Evaluation of Advanced TCP stacks on Fast Long-Distance production Networks

Prepared by Les Cottrell & Hadrien Bullot, SLAC & EPFL, for the

BaBar/SCS meeting

November 11, 2003

www.slac.stanford.edu/grp/scs/net/talk03/babar-long-nov03.html

Project goals

Test new advanced TCP stacks, see how they perform on short and long-distance real production WAN links

Compare & contrast: ease of configuration, throughput, convergence, fairness, stability etc.

For different RTTs, windows, txqueuelen

Recommend “optimum” stacks for data intensive science (BaBar) transfers using bbftp, bbcp, GridFTP

Validate simulator & emulator findings & provide feedback

Protocol selection

TCP only

No Rate based transport protocols (e.g. SABUL, UDT, RBUDP) at the moment

No iSCSI or FC over IP

Sender mods only, HENP model is few big senders, lots of smaller receivers

Simplifies deployment, only a few hosts at a few sending sites

No DRS

Runs on production nets

No router mods (XCP/ECN), no jumbos,

Protocols Evaluated

Linux 2.4 New Reno with SACK: single and parallel streams (P-TCP)

Scalable TCP (S-TCP)

Fast TCP

HighSpeed TCP (HS-TCP)

HighSpeed TCP Low Priority (HSTCP-LP)

Binary Increase Control TCP (Bic-TCP)

Hamilton TCP (H-TCP)

Reno single stream

Low performance on fast long distance paths

AIMD (add a=1 pkt to cwnd / RTT, decrease cwnd by factor b=0.5 in congestion)

P-TCP

TCP Reno with 16 streams

Parallel streams heavily used in HENP & elsewhere to achieve needed performance, so it is today’s de facto baseline

However, hard to optimize both the window size AND number of streams since optimal values can vary due to network capacity, routes or utilization changes

S-TCP

Uses exponential increase everywhere (in slow start and congestion avoidance)

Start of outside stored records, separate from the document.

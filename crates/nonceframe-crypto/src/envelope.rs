//! Encrypted envelope carried over a byte channel.
//!
//! Layout on the wire (little-endian):
//! `[length: 8 bytes][nonce: 24 bytes][ciphertext: remaining bytes]`
//!
//! `length` is the size of the whole envelope, header included.

use bytes::BufMut;

use crate::{
    error::{CryptoError, Result},
    nonce::NONCE_SIZE,
};

/// Size of the length field.
const LENGTH_SIZE: usize = 8;

/// Size of the fixed envelope header (length + nonce).
const HEADER_SIZE: usize = LENGTH_SIZE + NONCE_SIZE;

/// Ciphertext plus the nonce it was sealed under.
///
/// # Invariants
///
/// - Size Consistency: `length` always equals `8 + 24 + ciphertext.len()`.
///   Set by [`EncryptedMessage::new`] and re-checked by
///   [`EncryptedMessage::from_bytes`].
/// - Size Limit: the encoded envelope never exceeds
///   [`EncryptedMessage::MAX_SIZE`].
///
/// # Security
///
/// Provides structural validity only. A parsed envelope says nothing about
/// authenticity until the ciphertext has been opened.
#[derive(Debug, Clone, PartialEq, Eq)]
pub struct EncryptedMessage {
    length: u64,
    nonce: [u8; NONCE_SIZE],
    ciphertext: Vec<u8>,
}

impl EncryptedMessage {
    /// Smallest parseable envelope: header plus one ciphertext byte.
    pub const MIN_SIZE: usize = HEADER_SIZE + 1;

    /// Largest envelope accepted on encode or decode (16 MB).
    pub const MAX_SIZE: usize = 16 * 1024 * 1024;

    /// Build an envelope, computing `length` from the ciphertext.
    pub fn new(nonce: [u8; NONCE_SIZE], ciphertext: Vec<u8>) -> Self {
        let length = (HEADER_SIZE + ciphertext.len()) as u64;
        Self { length, nonce, ciphertext }
    }

    /// Total encoded size in bytes, as carried in the length field.
    pub fn length(&self) -> u64 {
        self.length
    }

    /// Nonce the ciphertext was sealed under.
    pub fn nonce(&self) -> &[u8; NONCE_SIZE] {
        &self.nonce
    }

    /// Ciphertext including the 16-byte authentication tag.
    pub fn ciphertext(&self) -> &[u8] {
        &self.ciphertext
    }

    /// Encode into `dst`.
    ///
    /// # Errors
    ///
    /// - `Validation` if the envelope exceeds [`Self::MAX_SIZE`]
    pub fn encode(&self, dst: &mut impl BufMut) -> Result<()> {
        debug_assert_eq!(self.length as usize, HEADER_SIZE + self.ciphertext.len());

        if self.length as usize > Self::MAX_SIZE {
            return Err(CryptoError::validation(format!(
                "envelope too large: {} bytes exceeds {}",
                self.length,
                Self::MAX_SIZE
            )));
        }

        dst.put_u64_le(self.length);
        dst.put_slice(&self.nonce);
        dst.put_slice(&self.ciphertext);

        Ok(())
    }

    /// Encode into a fresh buffer.
    pub fn to_bytes(&self) -> Result<Vec<u8>> {
        let mut buf = Vec::with_capacity(self.length as usize);
        self.encode(&mut buf)?;
        Ok(buf)
    }

    /// Decode from the wire layout.
    ///
    /// # Errors
    ///
    /// - `MessageParsing` if `bytes` is shorter than [`Self::MIN_SIZE`] or
    ///   longer than [`Self::MAX_SIZE`]
    /// - `MessageParsing` if the length field disagrees with `bytes.len()`
    pub fn from_bytes(bytes: &[u8]) -> Result<Self> {
        if bytes.len() < Self::MIN_SIZE {
            return Err(CryptoError::parsing(format!(
                "envelope too short: need at least {} bytes, got {}",
                Self::MIN_SIZE,
                bytes.len()
            )));
        }

        if bytes.len() > Self::MAX_SIZE {
            return Err(CryptoError::parsing(format!(
                "envelope too large: {} bytes exceeds {}",
                bytes.len(),
                Self::MAX_SIZE
            )));
        }

        let (length, rest) = bytes.split_at(LENGTH_SIZE);
        let (nonce, ciphertext) = rest.split_at(NONCE_SIZE);

        let length = u64::from_le_bytes(
            <[u8; LENGTH_SIZE]>::try_from(length)
                .map_err(|_| CryptoError::parsing("truncated length field"))?,
        );
        let nonce = <[u8; NONCE_SIZE]>::try_from(nonce)
            .map_err(|_| CryptoError::parsing("truncated nonce"))?;

        if length != bytes.len() as u64 {
            return Err(CryptoError::parsing(format!(
                "length field mismatch: header claims {length}, buffer has {}",
                bytes.len()
            )));
        }

        debug_assert!(!ciphertext.is_empty());
        Ok(Self { length, nonce, ciphertext: ciphertext.to_vec() })
    }
}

Multiplicative decrease factor b = 0.125

Introduced by Tom Kelly of Cambridge

Fast TCP

Based on TCP Vegas

Uses both queuing delay and packet losses as congestion measures

Developed at Caltech by Steven Low and collaborators

HS-TCP

Behaves like Reno for small values of cwnd

Above a chosen value of cwnd (default 38) a more aggressive function is used

Uses a table to indicate by how much to increase cwnd when an ACK is received

Introduced by Sally Floyd

HSTCP-LP

Mixture of HS-TCP with TCP-LP (Low Priority)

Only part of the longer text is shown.